Task requirements:
Every entry must appear in the output exactly as it does here.
──────────
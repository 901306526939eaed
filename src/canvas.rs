use std::collections::HashMap;
use std::rc::Rc;
use wasm_bindgen::JsCast;
use web_sys::{CanvasRenderingContext2d, HtmlCanvasElement, HtmlImageElement};
use crate::constants::{CANVAS_H, CANVAS_W, FONT_FAMILY};
use crate::sprites::{SpriteFrame, SpriteSheet};
use crate::surface::Surface;
use crate::util::Rect;

/// Loaded sprite sheets, shared by every canvas surface of one game.
pub struct SpriteAtlas {
    images: HashMap<SpriteSheet, HtmlImageElement>,
}

impl SpriteAtlas {
    pub fn load() -> Rc<SpriteAtlas> {
        let mut images = HashMap::new();
        for sheet in SpriteSheet::ALL {
            if let Ok(img) = HtmlImageElement::new() {
                img.set_src(sheet.path());
                images.insert(sheet, img);
            }
        }
        Rc::new(SpriteAtlas { images })
    }

    fn get(&self, sheet: SpriteSheet) -> Option<&HtmlImageElement> {
        self.images.get(&sheet).filter(|img| img.natural_width() > 0)
    }
}

pub struct CanvasSurface {
    ctx: CanvasRenderingContext2d,
    atlas: Rc<SpriteAtlas>,
}

impl CanvasSurface {
    pub fn new(ctx: CanvasRenderingContext2d, atlas: Rc<SpriteAtlas>) -> Self {
        Self { ctx, atlas }
    }

    pub fn for_canvas(id: &str, atlas: Rc<SpriteAtlas>) -> Option<Self> {
        let ctx = get_canvas_context(id)?;
        ctx.set_image_smoothing_enabled(false);
        Some(Self::new(ctx, atlas))
    }
}

impl Surface for CanvasSurface {
    fn draw_sprite(&mut self, frame: &SpriteFrame, dst: Rect) {
        // Not loaded yet
        let Some(img) = self.atlas.get(frame.sheet) else {
            return;
        };
        let src = frame.src;
        let _ = self
            .ctx
            .draw_image_with_html_image_element_and_sw_and_sh_and_dx_and_dy_and_dw_and_dh(
                img, src.x, src.y, src.w, src.h, dst.x, dst.y, dst.w, dst.h,
            );
    }

    fn fill_text(&mut self, text: &str, x: f64, y: f64, font_px: u32, color: &str) {
        self.ctx.set_fill_style_str(color);
        self.ctx.set_font(&format!("{}px {}", font_px, FONT_FAMILY));
        let _ = self.ctx.fill_text(text, x, y);
    }

    fn fill_rect(&mut self, rect: Rect, color: &str) {
        self.ctx.set_fill_style_str(color);
        self.ctx.fill_rect(rect.x, rect.y, rect.w, rect.h);
    }

    fn stroke_rect(&mut self, rect: Rect, color: &str) {
        self.ctx.set_stroke_style_str(color);
        self.ctx.stroke_rect(rect.x, rect.y, rect.w, rect.h);
    }

    fn clear_rect(&mut self, rect: Rect) {
        self.ctx.clear_rect(rect.x, rect.y, rect.w, rect.h);
    }
}

pub fn get_canvas_context(id: &str) -> Option<CanvasRenderingContext2d> {
    let document = web_sys::window()?.document()?;
    let canvas = document.get_element_by_id(id)?;
    let canvas: HtmlCanvasElement = canvas.unchecked_into();
    canvas
        .get_context("2d")
        .ok()?
        .map(|c| c.unchecked_into())
}

/// Maps a client-space point onto the logical playfield. The canvas is
/// CSS-scaled, so use its on-screen rect rather than its pixel size.
pub fn to_canvas_point(id: &str, client_x: f64, client_y: f64) -> Option<(f64, f64)> {
    let document = web_sys::window()?.document()?;
    let canvas = document.get_element_by_id(id)?;
    let rect = canvas.get_bounding_client_rect();
    Some(scale_point(client_x, client_y, rect.left(), rect.top(), rect.width(), rect.height()))
}

fn scale_point(cx: f64, cy: f64, left: f64, top: f64, w: f64, h: f64) -> (f64, f64) {
    let sx = if w > 0.0 { CANVAS_W / w } else { 1.0 };
    let sy = if h > 0.0 { CANVAS_H / h } else { 1.0 };
    (((cx - left) * sx).floor(), ((cy - top) * sy).floor())
}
──────────
Response area:
repository 901306526939eaed
filename src/canvas.rs
use std::collections::HashMap;
use std::rc::Rc;
use wasm_bindgen::JsCast;
use web_sys::{CanvasRenderingContext2d, HtmlCanvasElement, HtmlImageElement};
use crate::constants::{CANVAS_H, CANVAS_W, FONT_FAMILY};
use crate::sprites::{SpriteFrame, SpriteSheet};
use crate::surface::Surface;
use crate::util::Rect;

/// Loaded sprite sheets, shared by every canvas surface of one game.
pub struct SpriteAtlas {
    images: HashMap<SpriteSheet, HtmlImageElement>,
}

impl SpriteAtlas {
    pub fn load() -> Rc<SpriteAtlas> {
        let mut images = HashMap::new();
        for sheet in SpriteSheet::ALL {
            if let Ok(img) = HtmlImageElement::new() {
                img.set_src(sheet.path());
                images.insert(sheet, img);
            }
        }
        Rc::new(SpriteAtlas { images })
    }

    fn get(&self, sheet: SpriteSheet) -> Option<&HtmlImageElement> {
        self.images.get(&sheet).filter(|img| img.natural_width() > 0)
    }
}

pub struct CanvasSurface {
    ctx: CanvasRenderingContext2d,
    atlas: Rc<SpriteAtlas>,
}

impl CanvasSurface {
    pub fn new(ctx: CanvasRenderingContext2d, atlas: Rc<SpriteAtlas>) -> Self {
        Self { ctx, atlas }
    }

    pub fn for_canvas(id: &str, atlas: Rc<SpriteAtlas>) -> Option<Self> {
        let ctx = get_canvas_context(id)?;
        ctx.set_image_smoothing_enabled(false);
        Some(Self::new(ctx, atlas))
    }
}

impl Surface for CanvasSurface {
    fn draw_sprite(&mut self, frame: &SpriteFrame, dst: Rect) {
        // Not loaded yet
        let Some(img) = self.atlas.get(frame.sheet) else {
            return;
        };
        let src = frame.src;
        let _ = self
            .ctx
            .draw_image_with_html_image_element_and_sw_and_sh_and_dx_and_dy_and_dw_and_dh(
                img, src.x, src.y, src.w, src.h, dst.x, dst.y, dst.w, dst.h,
            );
    }

    fn fill_text(&mut self, text: &str, x: f64, y: f64, font_px: u32, color: &str) {
        self.ctx.set_fill_style_str(color);
        self.ctx.set_font(&format!("{}px {}", font_px, FONT_FAMILY));
        let _ = self.ctx.fill_text(text, x, y);
    }

    fn fill_rect(&mut self, rect: Rect, color: &str) {
        self.ctx.set_fill_style_str(color);
        self.ctx.fill_rect(rect.x, rect.y, rect.w, rect.h);
    }

    fn stroke_rect(&mut self, rect: Rect, color: &str) {
        self.ctx.set_stroke_style_str(color);
        self.ctx.stroke_rect(rect.x, rect.y, rect.w, rect.h);
    }

    fn clear_rect(&mut self, rect: Rect) {
        self.ctx.clear_rect(rect.x, rect.y, rect.w, rect.h);
    }
}

pub fn get_canvas_context(id: &str) -> Option<CanvasRenderingContext2d> {
    let document = web_sys::window()?.document()?;
    let canvas = document.get_element_by_id(id)?;
    let canvas: HtmlCanvasElement = canvas.unchecked_into();
    canvas
        .get_context("2d")
        .ok()?
        .map(|c| c.unchecked_into())
}

/// Maps a client-space point onto the logical playfield. The canvas is
/// CSS-scaled, so use its on-screen rect rather than its pixel size.
pub fn to_canvas_point(id: &str, client_x: f64, client_y: f64) -> Option<(f64, f64)> {
    let document = web_sys::window()?.document()?;
    let canvas = document.get_element_by_id(id)?;
    let rect = canvas.get_bounding_client_rect();
    Some(scale_point(client_x, client_y, rect.left(), rect.top(), rect.width(), rect.height()))
}

fn scale_point(cx: f64, cy: f64, left: f64, top: f64, w: f64, h: f64) -> (f64, f64) {
    let sx = if w > 0.0 { CANVAS_W / w } else { 1.0 };
    let sy = if h > 0.0 { CANVAS_H / h } else { 1.0 };
    (((cx - left) * sx).floor(), ((cy - top) * sy).floor())
}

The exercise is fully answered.